Quando começou o atendimento na psiquiatria, queixava-se de depressão e de ser vítima de uma
série de ações: telefonavam para sua casa sem parar, tentavam invadir sua casa, estragavam-lhe o
computador, falavam dela na rua, havia constatado que as pessoas a xingavam. Em relação aos
telefonemas, registrava todos os números, recuperados com o auxílio de um identificador de
chamadas, e tentava descobrir de onde lhe ligavam. Esta variedade a fez concluir que em
diversos cantos havia pessoas ligadas à esposa de um primo seu, que tinha contatos aqui para
importunar Cláudia, apesar de viverem em outro país. Tais números compunham um total de
duzentos e cinquenta, quantidade que ela associava com o problema “de pressão” que estava
vivendo. Já na primeira consulta ela afirmou: “eles querem me arrombar” – ao que, quando
questionada, não sabia dizer o que isto significava exatamente, mas lhe era evidente que queriam
“alguma coisa com ela”. Notamos já nesse momento como essas palavras tinham um peso
particular em suas concepções.
A perseguição começou depois que telefonou para este primo, no exterior, para uma conversa
fraterna, mas que provocou um ciúme em sua mulher, fazendo-a voltar-se contra Cláudia.
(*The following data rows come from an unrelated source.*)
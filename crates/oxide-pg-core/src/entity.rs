//! Entity metadata: tables, columns, indexes, and the process-wide registry.

use std::collections::BTreeMap;
use std::sync::{Arc, OnceLock, PoisonError, RwLock};

use crate::error::{Result, SqlError};
use crate::json_path::JsonPath;
use crate::prepared::{quote_identifier, PreparedQuery};
use crate::value::{ColumnType, SqlType};

/// Returns `true` for lower snake case identifiers (`[a-z_][a-z0-9_]*`).
#[must_use]
pub fn is_snake_case(name: &str) -> bool {
    let mut chars = name.chars();
    chars
        .next()
        .is_some_and(|c| c.is_ascii_lowercase() || c == '_')
        && chars.all(|c| c.is_ascii_lowercase() || c.is_ascii_digit() || c == '_')
}

/// Longest identifier PostgreSQL stores without truncating it
/// (`NAMEDATALEN - 1` bytes).
pub const MAX_IDENTIFIER_LEN: usize = 63;

/// Fails with [`SqlError::InvalidIdentifier`] unless `name` is lower snake
/// case, and with [`SqlError::IdentifierTooLong`] when PostgreSQL would
/// truncate it.
pub fn validate_identifier(kind: &'static str, name: &str) -> Result<()> {
    if !is_snake_case(name) {
        return Err(SqlError::InvalidIdentifier {
            kind,
            name: name.to_string(),
        });
    }
    if name.len() > MAX_IDENTIFIER_LEN {
        return Err(SqlError::IdentifierTooLong {
            kind,
            name: name.to_string(),
        });
    }
    Ok(())
}

/// Declaration of one column.
#[derive(Debug, Clone, PartialEq)]
pub struct ColumnSpec {
    /// Declared type.
    pub column_type: ColumnType,
    /// Whether NULL is allowed.
    pub nullable: bool,
    /// Default expression, free of parameters.
    pub default: Option<PreparedQuery>,
    /// Former name of the column, used to detect renames.
    pub previous_name: Option<String>,
}
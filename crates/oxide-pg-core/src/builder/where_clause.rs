//! WHERE clause builder.
//!
//! A [`WhereBuilder`] is a persistent value: every call returns a new
//! builder and leaves the receiver untouched. It moves through three states:
//!
//! - empty: nothing opened yet;
//! - chained: conditions joined by one operator, fixed by the first
//!   `and_where`/`or_where` call;
//! - composed: the result of [`WhereBuilder::all`] or [`WhereBuilder::either`],
//!   each part wrapped in parentheses.

use std::sync::Arc;

use crate::entity::{ColumnSpec, Entity};
use crate::error::{Result, SqlError};
use crate::prepared::PreparedQuery;

use super::comparator::Condition;

/// Resolves column references while rendering conditions.
#[derive(Debug, Clone, Copy)]
pub enum Scope<'a> {
    /// No entity information; types are inferred from values.
    Unscoped,
    /// A single entity, referenced by bare column names.
    Entity(&'a Entity),
    /// Aliased entities of a join, referenced as `alias.column`.
    Aliases(&'a [(String, Arc<Entity>)]),
}

impl<'a> Scope<'a> {
    /// Resolves `alias.column`, returning its declaration when known.
    pub fn lookup(
        &self,
        alias: Option<&str>,
        column: &str,
        require_json: bool,
    ) -> Result<Option<&'a ColumnSpec>> {
        let entity: &'a Entity = match *self {
            Self::Unscoped => return Ok(None),
            Self::Entity(entity) => match alias {
                Some(alias) if alias != entity.table_name() => {
                    return Err(SqlError::UnknownAlias {
                        alias: alias.to_string(),
                        known: vec![entity.table_name().to_string()],
                    });
                }
                _ => entity,
            },
            Self::Aliases(aliases) => {
                let found = alias.and_then(|alias| aliases.iter().find(|(a, _)| a == alias));
                match found {
                    Some((_, entity)) => &**entity,
                    None => {
                        return Err(SqlError::UnknownAlias {
                            alias: alias.unwrap_or_default().to_string(),
                            known: aliases.iter().map(|(a, _)| a.clone()).collect(),
                        });
                    }
                }
            }
        };
        let spec = if require_json {
            entity.require_json_column(column)?
        } else {
            entity.require_column(column)?
        };
        Ok(Some(spec))
    }
}

/// Boolean operator joining conditions.
#[derive(Debug, Clone, Copy, PartialEq, Eq)]
pub enum BoolOp {
    /// `AND`
    And,
    /// `OR`
    Or,
}

impl BoolOp {
    const fn keyword(self) -> &'static str {
        match self {
            Self::And => "AND",
            Self::Or => "OR",
        }
    }
}

#[derive(Debug, Clone, PartialEq)]
enum Clause {
    Condition(Condition),
    Group(WhereBuilder),
}

#[derive(Debug, Clone, PartialEq)]
enum WhereState {
    Empty,
    Chained {
        op: Option<BoolOp>,
        clauses: Vec<Clause>,
    },
    Composed {
        op: BoolOp,
        clauses: Vec<Clause>,
    },
}

/// Accumulates conditions into a WHERE (or ON) fragment.
#[derive(Debug, Clone, PartialEq)]
pub struct WhereBuilder {
    state: WhereState,
}

impl Default for WhereBuilder {
    fn default() -> Self {
        Self::new()
    }
}

impl WhereBuilder {
    /// An empty builder.
    #[must_use]
    pub const fn new() -> Self {
        Self {
            state: WhereState::Empty,
        }
    }

    /// Returns `true` when no condition was added.
    #[must_use]
    pub fn is_empty(&self) -> bool {
        matches!(self.state, WhereState::Empty)
    }

    /// Opens the builder with its first condition.
    pub fn open_where(&self, condition: Condition) -> Result<Self> {
        match self.state {
            WhereState::Empty => Ok(Self {
                state: WhereState::Chained {
                    op: None,
                    clauses: vec![Clause::Condition(condition)],
                },
            }),
            _ => Err(SqlError::WhereAlreadyOpened),
        }
    }

    /// Chains a condition with AND.
    pub fn and_where(&self, condition: Condition) -> Result<Self> {
        self.chain(BoolOp::And, condition)
    }

    /// Chains a condition with OR.
    pub fn or_where(&self, condition: Condition) -> Result<Self> {
        self.chain(BoolOp::Or, condition)
    }

    fn chain(&self, attempted: BoolOp, condition: Condition) -> Result<Self> {
        let clause = Clause::Condition(condition);
        let state = match &self.state {
            WhereState::Empty => WhereState::Chained {
                op: Some(attempted),
                clauses: vec![clause],
            },
            WhereState::Chained { op, clauses } => {
                check_operator(*op, attempted)?;
                let mut clauses = clauses.clone();
                clauses.push(clause);
                WhereState::Chained {
                    op: Some(attempted),
                    clauses,
                }
            }
            WhereState::Composed { op, clauses } => {
                check_operator(Some(*op), attempted)?;
                let mut clauses = clauses.clone();
                clauses.push(clause);
                WhereState::Composed { op: *op, clauses }
            }
        };
        Ok(Self { state })
    }

    /// Joins every non-empty builder with AND, each in parentheses.
    #[must_use]
    pub fn all(builders: &[Self]) -> Self {
        Self::compose(BoolOp::And, builders)
    }

    /// Joins every non-empty builder with OR, each in parentheses.
    #[must_use]
    pub fn either(builders: &[Self]) -> Self {
        Self::compose(BoolOp::Or, builders)
    }

    fn compose(op: BoolOp, builders: &[Self]) -> Self {
        let clauses: Vec<Clause> = builders
            .iter()
            .filter(|b| !b.is_empty())
            .cloned()
            .map(Clause::Group)
            .collect();
        if clauses.is_empty() {
            return Self::new();
        }
        Self {
            state: WhereState::Composed { op, clauses },
        }
    }

    /// Renders the accumulated conditions, `None` when empty.
    pub fn render(&self, scope: &Scope<'_>) -> Result<Option<PreparedQuery>> {
        let (op, clauses) = match &self.state {
            WhereState::Empty => return Ok(None),
            WhereState::Chained { op, clauses } => (op.unwrap_or(BoolOp::And), clauses),
            WhereState::Composed { op, clauses } => (*op, clauses),
        };
        let mut parts = Vec::with_capacity(clauses.len());
        for clause in clauses {
            match clause {
                Clause::Condition(condition) => parts.push(condition.render(scope)?),
                Clause::Group(group) => {
                    if let Some(rendered) = group.render(scope)? {
                        parts.push(rendered.brackets());
                    }
                }
            }
        }
        if parts.is_empty() {
            return Ok(None);
        }
        let delimiter = PreparedQuery::raw(format!(" {} ", op.keyword()));
        PreparedQuery::join(parts, Some(&delimiter)).map(Some)
    }
}

fn check_operator(existing: Option<BoolOp>, attempted: BoolOp) -> Result<()> {
    match existing {
        Some(existing) if existing != attempted => Err(SqlError::MixedBoolExpr {
            existing: existing.keyword(),
            attempted: attempted.keyword(),
        }),
        _ => Ok(()),
    }
}
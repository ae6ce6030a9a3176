//! SQL values, type inference, and wire serialization.
//!
//! Every parameter that reaches a query is turned into a [`QueryVariable`]:
//! a serialized [`WireValue`] tagged with the PostgreSQL type used for its
//! explicit `$n::type` cast.

use std::fmt;

use chrono::{DateTime, NaiveDate, SecondsFormat, Utc};
use serde::Serialize;

use crate::error::{Result, SqlError};

/// Scalar PostgreSQL types known to the builders and the diff engine.
#[derive(Debug, Clone, Copy, PartialEq, Eq, Hash, PartialOrd, Ord)]
pub enum SqlType {
    /// `text`
    Text,
    /// `varchar`
    Varchar,
    /// `uuid`
    Uuid,
    /// `boolean`
    Boolean,
    /// `date`
    Date,
    /// `timestamp` (without time zone)
    Timestamp,
    /// `timestamptz`
    TimestampTz,
    /// `smallint`
    SmallInt,
    /// `integer`
    Integer,
    /// `bigint`
    BigInt,
    /// `numeric`
    Numeric,
    /// `real`
    Real,
    /// `double precision`
    DoublePrecision,
    /// `json`
    Json,
    /// `jsonb`
    Jsonb,
}

impl SqlType {
    /// Name used in casts and DDL.
    #[must_use]
    pub const fn name(self) -> &'static str {
        match self {
            Self::Text => "text",
            Self::Varchar => "varchar",
            Self::Uuid => "uuid",
            Self::Boolean => "boolean",
            Self::Date => "date",
            Self::Timestamp => "timestamp",
            Self::TimestampTz => "timestamptz",
            Self::SmallInt => "smallint",
            Self::Integer => "integer",
            Self::BigInt => "bigint",
            Self::Numeric => "numeric",
            Self::Real => "real",
            Self::DoublePrecision => "double precision",
            Self::Json => "json",
            Self::Jsonb => "jsonb",
        }
    }

    /// Name reported by `information_schema.columns.data_type`.
    #[must_use]
    pub const fn catalog_name(self) -> &'static str {
        match self {
            Self::Varchar => "character varying",
            Self::Timestamp => "timestamp without time zone",
            Self::TimestampTz => "timestamp with time zone",
            other => other.name(),
        }
    }

    /// Name reported by `information_schema.columns.udt_name`.
    #[must_use]
    pub const fn udt_name(self) -> &'static str {
        match self {
            Self::Text => "text",
            Self::Varchar => "varchar",
            Self::Uuid => "uuid",
            Self::Boolean => "bool",
            Self::Date => "date",
            Self::Timestamp => "timestamp",
            Self::TimestampTz => "timestamptz",
            Self::SmallInt => "int2",
            Self::Integer => "int4",
            Self::BigInt => "int8",
            Self::Numeric => "numeric",
            Self::Real => "float4",
            Self::DoublePrecision => "float8",
            Self::Json => "json",
            Self::Jsonb => "jsonb",
        }
    }

    /// Type used to cast values written into a column of this type.
    ///
    /// String-like columns all receive `text` parameters.
    #[must_use]
    pub const fn value_cast(self) -> Self {
        match self {
            Self::Text | Self::Varchar | Self::Uuid => Self::Text,
            other => other,
        }
    }

    /// Returns `true` for `json` and `jsonb`.
    #[must_use]
    pub const fn is_json(self) -> bool {
        matches!(self, Self::Json | Self::Jsonb)
    }

    /// Returns `true` for the string family (`text`, `varchar`, `uuid`).
    #[must_use]
    pub const fn is_textual(self) -> bool {
        matches!(self, Self::Text | Self::Varchar | Self::Uuid)
    }

    const fn is_temporal(self) -> bool {
        matches!(self, Self::Date | Self::Timestamp | Self::TimestampTz)
    }
}

impl fmt::Display for SqlType {
    fn fmt(&self, f: &mut fmt::Formatter<'_>) -> fmt::Result {
        f.write_str(self.name())
    }
}

/// A column type: a scalar type, optionally as an array.
#[derive(Debug, Clone, Copy, PartialEq, Eq, Hash)]
pub struct ColumnType {
    /// Element type.
    pub sql_type: SqlType,
    /// Whether the column holds an array of `sql_type`.
    pub is_array: bool,
}

impl ColumnType {
    /// A scalar column type.
    #[must_use]
    pub const fn scalar(sql_type: SqlType) -> Self {
        Self {
            sql_type,
            is_array: false,
        }
    }

    /// An array column type.
    #[must_use]
    pub const fn array_of(sql_type: SqlType) -> Self {
        Self {
            sql_type,
            is_array: true,
        }
    }

    /// DDL spelling, e.g. `text[]`.
    #[must_use]
    pub fn ddl(&self) -> String {
        if self.is_array {
            format!("{}[]", self.sql_type.name())
        } else {
            self.sql_type.name().to_string()
        }
    }

    /// Returns `true` when this type matches a catalog `(data_type, udt_name)` pair.
    #[must_use]
    pub fn matches_catalog(&self, data_type: &str, udt_name: &str) -> bool {
        if self.is_array {
            data_type == "ARRAY"
                && udt_name.strip_prefix('_') == Some(self.sql_type.udt_name())
        } else {
            data_type == self.sql_type.catalog_name()
        }
    }
}

impl From<SqlType> for ColumnType {
    fn from(sql_type: SqlType) -> Self {
        Self::scalar(sql_type)
    }
}

/// A value supplied by the caller.
#[derive(Debug, Clone, PartialEq)]
pub enum SqlValue {
    /// NULL value.
    Null,
    /// Boolean value.
    Bool(bool),
    /// Integer value.
    Int(i64),
    /// Float value.
    Float(f64),
    /// Text value.
    Text(String),
    /// Calendar date.
    Date(NaiveDate),
    /// Point in time.
    Timestamp(DateTime<Utc>),
    /// Semi-structured value, sent as `jsonb` by default.
    Json(serde_json::Value),
    /// Array of values.
    Array(Vec<SqlValue>),
}

impl SqlValue {
    /// Converts a JSON value into a `SqlValue`.
    ///
    /// With `keep_json` set the value is kept whole (for json columns);
    /// otherwise scalars and arrays map to their SQL counterparts and only
    /// objects stay JSON.
    #[must_use]
    pub fn from_json(value: serde_json::Value, keep_json: bool) -> Self {
        use serde_json::Value;

        if keep_json {
            return match value {
                Value::Null => Self::Null,
                other => Self::Json(other),
            };
        }
        match value {
            Value::Null => Self::Null,
            Value::Bool(b) => Self::Bool(b),
            Value::Number(n) => n
                .as_i64()
                .map_or_else(|| Self::Float(n.as_f64().unwrap_or(f64::NAN)), Self::Int),
            Value::String(s) => Self::Text(s),
            Value::Array(items) => {
                Self::Array(items.into_iter().map(|v| Self::from_json(v, false)).collect())
            }
            object @ Value::Object(_) => Self::Json(object),
        }
    }

    /// Renders the value as JSON.
    #[must_use]
    pub fn to_json(&self) -> serde_json::Value {
        use serde_json::Value;

        match self {
            Self::Null => Value::Null,
            Self::Bool(b) => Value::Bool(*b),
            Self::Int(n) => Value::from(*n),
            Self::Float(f) => Value::from(*f),
            Self::Text(s) => Value::String(s.clone()),
            Self::Date(d) => Value::String(iso_date(*d)),
            Self::Timestamp(t) => Value::String(iso_timestamp(t)),
            Self::Json(v) => v.clone(),
            Self::Array(items) => Value::Array(items.iter().map(Self::to_json).collect()),
        }
    }

    /// Infers the SQL type of this value.
    ///
    /// `Ok(None)` means an untyped NULL. Arrays take the type of their first
    /// non-null element.
    pub fn infer_type(&self) -> Result<Option<SqlType>> {
        let ty = match self {
            Self::Null => return Ok(None),
            Self::Bool(_) => SqlType::Boolean,
            Self::Int(_) | Self::Float(_) => SqlType::DoublePrecision,
            Self::Text(_) => SqlType::Text,
            Self::Date(_) => SqlType::Date,
            Self::Timestamp(_) => SqlType::Timestamp,
            Self::Json(_) => SqlType::Jsonb,
            Self::Array(items) => {
                let first = items
                    .iter()
                    .find(|item| !matches!(item, Self::Null))
                    .ok_or_else(|| self.unknown_type())?;
                if matches!(first, Self::Array(_)) {
                    return Err(self.unknown_type());
                }
                return first.infer_type();
            }
        };
        Ok(Some(ty))
    }

    fn unknown_type(&self) -> SqlError {
        SqlError::UnknownParameterType {
            value: self.to_string(),
        }
    }

    fn unsupported(&self, sql_type: SqlType) -> SqlError {
        SqlError::UnsupportedValue {
            value: self.to_string(),
            sql_type: sql_type.name().to_string(),
        }
    }

    /// Serializes the value to its wire form for `sql_type`.
    fn serialize(&self, sql_type: Option<SqlType>) -> Result<WireValue> {
        if let Self::Null = self {
            return Ok(WireValue::Null);
        }
        if let Self::Array(items) = self {
            return items
                .iter()
                .map(|item| item.serialize(sql_type))
                .collect::<Result<Vec<_>>>()
                .map(WireValue::Array);
        }
        let Some(ty) = sql_type else {
            return Err(self.unknown_type());
        };

        if ty.is_json() {
            return Ok(match self {
                Self::Text(s) => WireValue::Text(s.clone()),
                Self::Json(serde_json::Value::String(s)) => WireValue::Text(s.clone()),
                other => WireValue::Text(other.to_json().to_string()),
            });
        }
        if ty.is_temporal() {
            return match self {
                Self::Date(d) => Ok(WireValue::Text(iso_date(*d))),
                Self::Timestamp(t) => Ok(WireValue::Text(iso_timestamp(t))),
                Self::Text(s) => Ok(WireValue::Text(s.clone())),
                other => Err(other.unsupported(ty)),
            };
        }
        if ty.is_textual() {
            return match self {
                Self::Text(s) | Self::Json(serde_json::Value::String(s)) => {
                    Ok(WireValue::Text(s.clone()))
                }
                Self::Bool(b) => Ok(WireValue::Text(b.to_string())),
                Self::Int(n) => Ok(WireValue::Text(n.to_string())),
                Self::Float(f) => Ok(WireValue::Text(f.to_string())),
                Self::Date(d) => Ok(WireValue::Text(iso_date(*d))),
                Self::Timestamp(t) => Ok(WireValue::Text(iso_timestamp(t))),
                other => Err(other.unsupported(ty)),
            };
        }
        if ty == SqlType::Boolean {
            return match self {
                Self::Bool(b) => Ok(WireValue::Bool(*b)),
                Self::Text(s) => Ok(WireValue::Text(s.clone())),
                other => Err(other.unsupported(ty)),
            };
        }
        // Numeric family.
        match self {
            Self::Int(n) => Ok(WireValue::Int(*n)),
            Self::Float(f) => Ok(WireValue::Float(*f)),
            Self::Text(s) => Ok(WireValue::Text(s.clone())),
            other => Err(other.unsupported(ty)),
        }
    }
}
Esta,
por sua vez, destacava sempre como não tinha nenhuma intenção amorosa naquele momento,
mas era perseguida por causa da má índole “daquela mulher”, como ela mesma se referia. Como
estava delirante, e talvez houvesse alucinado - o que não pudemos saber com certeza apresentava a fala acelerada e sem conseguir cumprir suas atividades; por isso optamos por
medicar-lhe com uma dosagem de cinco mg diários de Trifluoperazina, marcando um retorno ao
ambulatório após uma semana.
Foram necessários vários dias para que enfim ela decidisse usar a medicação, pelo que
argumentávamos que ajudaria a sentir-se mais tranqüila, enquanto passava por aqueles
momentos. O delírio foi se desenvolvendo cada vez mais organizado, sempre com a mesma
figura escolhida como a perseguidora. O que mudou, ao longo dos atendimentos, foi o
sentimento em relação ao primo. Depois de ter recebido mensagens, virtualmente, percebeu
como ele a tratava, as palavras que usava, de modo que para ela ficou evidente que ele gostava
mesmo dela. Aos poucos, portanto, foi desenvolvendo um amor – notadamente para responder a
uma iniciativa dele – do qual falava sempre, até assumir, tempos depois, que gostava dele e
deveria separar-se do marido, e esperar o dia em que tal primo voltaria ao Brasil para finalmente
ficar com ela. A temática persecutória foi cedendo cada vez mais espaço para a erotomaníaca.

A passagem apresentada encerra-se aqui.